LISTED RECORDS:
________________

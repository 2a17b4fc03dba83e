use crate::domain::narration::NarratorVoice;
use async_trait::async_trait;

/// Per-call failure kinds for a synthesis provider.
///
/// Chunk-level failures are recovered by the orchestrator unless every chunk
/// fails, so these carry enough to report degradation, nothing more.
#[derive(Debug, Clone, thiserror::Error)]
pub enum SpeechError {
    #[error("authentication failed: {0}")]
    Authentication(String),
    #[error("service unavailable: {0}")]
    ServiceUnavailable(String),
    #[error("synthesis failed: {0}")]
    Synthesis(String),
}

/// Repository for speech synthesis operations.
/// Abstracts the underlying TTS provider (AWS Polly, OpenAI, ...)
///
/// Implementations perform exactly one network round-trip per call and handle
/// provider-specific voice selection. Retry and timeout policy live in the
/// orchestrator, never here.
#[async_trait]
pub trait SpeechRepository: Send + Sync {
    /// Convert one text chunk to encoded audio (MP3) for the given narrator.
    async fn synthesize(&self, text: &str, voice: NarratorVoice) -> Result<Vec<u8>, SpeechError>;
}
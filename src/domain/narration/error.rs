use crate::domain::synthesis::{AssemblyError, ChunkFailure, SynthesisJobError};
use crate::domain::text::EmptyInputError;
use crate::infrastructure::repositories::ExtractionError;

#[derive(Debug, thiserror::Error)]
pub enum NarrationServiceError {
    #[error(transparent)]
    EmptyInput(#[from] EmptyInputError),
    #[error(transparent)]
    Extraction(#[from] ExtractionError),
    #[error("all {failed} chunks failed to synthesize")]
    TotalSynthesisFailure {
        failed: usize,
        failures: Vec<ChunkFailure>,
    },
    #[error(transparent)]
    Assembly(#[from] AssemblyError),
    #[error("could not write audio artifact: {0}")]
    Io(#[from] std::io::Error),
    #[error(transparent)]
    Other(#[from] anyhow::Error),
}

impl From<SynthesisJobError> for NarrationServiceError {
    fn from(err: SynthesisJobError) -> Self {
        match err {
            SynthesisJobError::TotalFailure { failed, failures } => {
                NarrationServiceError::TotalSynthesisFailure { failed, failures }
            }
            SynthesisJobError::Assembly(err) => NarrationServiceError::Assembly(err),
        }
    }
}
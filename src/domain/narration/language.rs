use lingua::{Language, LanguageDetector, LanguageDetectorBuilder};
use serde::{Deserialize, Serialize};

/// ISO 639-1 language codes supported by the synthesis providers
#[derive(Debug, Clone, Copy, PartialEq, Eq, Serialize, Deserialize)]
pub enum LanguageCode {
    #[serde(rename = "en")]
    English,
    #[serde(rename = "es")]
    Spanish,
    #[serde(rename = "fr")]
    French,
    #[serde(rename = "de")]
    German,
    #[serde(rename = "it")]
    Italian,
    #[serde(rename = "pt")]
    Portuguese,
}

impl LanguageCode {
    /// Get the ISO 639-1 code as a string
    pub fn as_str(&self) -> &'static str {
        match self {
            LanguageCode::English => "en",
            LanguageCode::Spanish => "es",
            LanguageCode::French => "fr",
            LanguageCode::German => "de",
            LanguageCode::Italian => "it",
            LanguageCode::Portuguese => "pt",
        }
    }

    /// Resolve a caller-supplied code; unknown codes fall back to English.
    pub fn from_code(code: &str) -> Self {
        match code {
            "en" => LanguageCode::English,
            "es" => LanguageCode::Spanish,
            "fr" => LanguageCode::French,
            "de" => LanguageCode::German,
            "it" => LanguageCode::Italian,
            "pt" => LanguageCode::Portuguese,
            _ => LanguageCode::English,
        }
    }

    /// Convert lingua Language to LanguageCode
    pub fn from_lingua(language: Language) -> Self {
        match language {
            Language::English => LanguageCode::English,
            Language::Spanish => LanguageCode::Spanish,
            Language::French => LanguageCode::French,
            Language::German => LanguageCode::German,
            Language::Italian => LanguageCode::Italian,
            Language::Portuguese => LanguageCode::Portuguese,
        }
    }
}

impl std::fmt::Display for LanguageCode {
    fn fmt(&self, f: &mut std::fmt::Formatter<'_>) -> std::fmt::Result {
        write!(f, "{}", self.as_str())
    }
}

/// Build a detector over the supported languages. Construction is expensive,
/// so the narration service builds one and reuses it across jobs.
pub fn build_detector() -> LanguageDetector {
    let languages = vec![
        Language::English,
        Language::Spanish,
        Language::French,
        Language::German,
        Language::Italian,
        Language::Portuguese,
    ];

    LanguageDetectorBuilder::from_languages(&languages).build()
}

/// Detect the language of the given text
/// Returns LanguageCode or defaults to English
pub fn detect_language(detector: &LanguageDetector, text: &str) -> LanguageCode {
    match detector.detect_language_of(text) {
        Some(language) => LanguageCode::from_lingua(language),
        None => {
            tracing::warn!("Could not detect language, falling back to English");
            LanguageCode::English
        }
    }
}
use crate::domain::enhancement::{NarrationStyle, Tone};
use async_trait::async_trait;

/// Repository for the text-rewriting collaborator.
///
/// Failures here are never terminal for a job: the enhancement service
/// degrades to the local formatter, so a plain message error is all the
/// caller needs.
#[async_trait]
pub trait EnhancementRepository: Send + Sync {
    /// Rewrite text for spoken delivery in the given tone and style.
    async fn enhance(
        &self,
        text: &str,
        tone: Tone,
        style: NarrationStyle,
    ) -> Result<String, String>;
}
pub mod enhancement_repository;
pub mod extraction_repository;
pub mod openai_enhancement_repository;
pub mod openai_speech_repository;
pub mod polly_speech_repository;
pub mod speech_repository;

pub use enhancement_repository::EnhancementRepository;
pub use extraction_repository::{
    DocumentKind, ExtractionError, ExtractionRepository, LocalExtractionRepository,
};
pub use openai_enhancement_repository::OpenAiEnhancementRepository;
pub use openai_speech_repository::OpenAiSpeechRepository;
pub use polly_speech_repository::PollySpeechRepository;
pub use speech_repository::{SpeechError, SpeechRepository};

________________

WHAT YOU SHOULD DO:
Transcribe the material exactly, so that no line is lost or altered.

WRITTEN RESPONSE:
repository 2a17b4fc03dba83e
use crate::domain::narration::NarratorVoice;
use async_trait::async_trait;

/// Per-call failure kinds for a synthesis provider.
///
/// Chunk-level failures are recovered by the orchestrator unless every chunk
/// fails, so these carry enough to report degradation, nothing more.
#[derive(Debug, Clone, thiserror::Error)]
pub enum SpeechError {
    #[error("authentication failed: {0}")]
    Authentication(String),
    #[error("service unavailable: {0}")]
    ServiceUnavailable(String),
    #[error("synthesis failed: {0}")]
    Synthesis(String),
}

/// Repository for speech synthesis operations.
/// Abstracts the underlying TTS provider (AWS Polly, OpenAI, ...)
///
/// Implementations perform exactly one network round-trip per call and handle
/// provider-specific voice selection. Retry and timeout policy live in the
/// orchestrator, never here.
#[async_trait]
pub trait SpeechRepository: Send + Sync {
    /// Convert one text chunk to encoded audio (MP3) for the given narrator.
    async fn synthesize(&self, text: &str, voice: NarratorVoice) -> Result<Vec<u8>, SpeechError>;
}
filename src/domain/narration/error.rs
use crate::domain::synthesis::{AssemblyError, ChunkFailure, SynthesisJobError};
use crate::domain::text::EmptyInputError;
use crate::infrastructure::repositories::ExtractionError;

#[derive(Debug, thiserror::Error)]
pub enum NarrationServiceError {
    #[error(transparent)]
    EmptyInput(#[from] EmptyInputError),
    #[error(transparent)]
    Extraction(#[from] ExtractionError),
    #[error("all {failed} chunks failed to synthesize")]
    TotalSynthesisFailure {
        failed: usize,
        failures: Vec<ChunkFailure>,
    },
    #[error(transparent)]
    Assembly(#[from] AssemblyError),
    #[error("could not write audio artifact: {0}")]
    Io(#[from] std::io::Error),
    #[error(transparent)]
    Other(#[from] anyhow::Error),
}

impl From<SynthesisJobError> for NarrationServiceError {
    fn from(err: SynthesisJobError) -> Self {
        match err {
            SynthesisJobError::TotalFailure { failed, failures } => {
                NarrationServiceError::TotalSynthesisFailure { failed, failures }
            }
            SynthesisJobError::Assembly(err) => NarrationServiceError::Assembly(err),
        }
    }
}
filename src/domain/narration/language.rs
use lingua::{Language, LanguageDetector, LanguageDetectorBuilder};
use serde::{Deserialize, Serialize};

/// ISO 639-1 language codes supported by the synthesis providers
#[derive(Debug, Clone, Copy, PartialEq, Eq, Serialize, Deserialize)]
pub enum LanguageCode {
    #[serde(rename = "en")]
    English,
    #[serde(rename = "es")]
    Spanish,
    #[serde(rename = "fr")]
    French,
    #[serde(rename = "de")]
    German,
    #[serde(rename = "it")]
    Italian,
    #[serde(rename = "pt")]
    Portuguese,
}

impl LanguageCode {
    /// Get the ISO 639-1 code as a string
    pub fn as_str(&self) -> &'static str {
        match self {
            LanguageCode::English => "en",
            LanguageCode::Spanish => "es",
            LanguageCode::French => "fr",
            LanguageCode::German => "de",
            LanguageCode::Italian => "it",
            LanguageCode::Portuguese => "pt",
        }
    }

    /// Resolve a caller-supplied code; unknown codes fall back to English.
    pub fn from_code(code: &str) -> Self {
        match code {
            "en" => LanguageCode::English,
            "es" => LanguageCode::Spanish,
            "fr" => LanguageCode::French,
            "de" => LanguageCode::German,
            "it" => LanguageCode::Italian,
            "pt" => LanguageCode::Portuguese,
            _ => LanguageCode::English,
        }
    }

    /// Convert lingua Language to LanguageCode
    pub fn from_lingua(language: Language) -> Self {
        match language {
            Language::English => LanguageCode::English,
            Language::Spanish => LanguageCode::Spanish,
            Language::French => LanguageCode::French,
            Language::German => LanguageCode::German,
            Language::Italian => LanguageCode::Italian,
            Language::Portuguese => LanguageCode::Portuguese,
        }
    }
}

impl std::fmt::Display for LanguageCode {
    fn fmt(&self, f: &mut std::fmt::Formatter<'_>) -> std::fmt::Result {
        write!(f, "{}", self.as_str())
    }
}

/// Build a detector over the supported languages. Construction is expensive,
/// so the narration service builds one and reuses it across jobs.
pub fn build_detector() -> LanguageDetector {
    let languages = vec![
        Language::English,
        Language::Spanish,
        Language::French,
        Language::German,
        Language::Italian,
        Language::Portuguese,
    ];

    LanguageDetectorBuilder::from_languages(&languages).build()
}

/// Detect the language of the given text
/// Returns LanguageCode or defaults to English
pub fn detect_language(detector: &LanguageDetector, text: &str) -> LanguageCode {
    match detector.detect_language_of(text) {
        Some(language) => LanguageCode::from_lingua(language),
        None => {
            tracing::warn!("Could not detect language, falling back to English");
            LanguageCode::English
        }
    }
}
use crate::domain::enhancement::{NarrationStyle, Tone};
use async_trait::async_trait;

/// Repository for the text-rewriting collaborator.
///
/// Failures here are never terminal for a job: the enhancement service
/// degrades to the local formatter, so a plain message error is all the
/// caller needs.
#[async_trait]
pub trait EnhancementRepository: Send + Sync {
    /// Rewrite text for spoken delivery in the given tone and style.
    async fn enhance(
        &self,
        text: &str,
        tone: Tone,
        style: NarrationStyle,
    ) -> Result<String, String>;
}
pub mod enhancement_repository;
pub mod extraction_repository;
pub mod openai_enhancement_repository;
pub mod openai_speech_repository;
pub mod polly_speech_repository;
pub mod speech_repository;

pub use enhancement_repository::EnhancementRepository;
pub use extraction_repository::{
    DocumentKind, ExtractionError, ExtractionRepository, LocalExtractionRepository,
};
pub use openai_enhancement_repository::OpenAiEnhancementRepository;
pub use openai_speech_repository::OpenAiSpeechRepository;
pub use polly_speech_repository::PollySpeechRepository;
pub use speech_repository::{SpeechError, SpeechRepository};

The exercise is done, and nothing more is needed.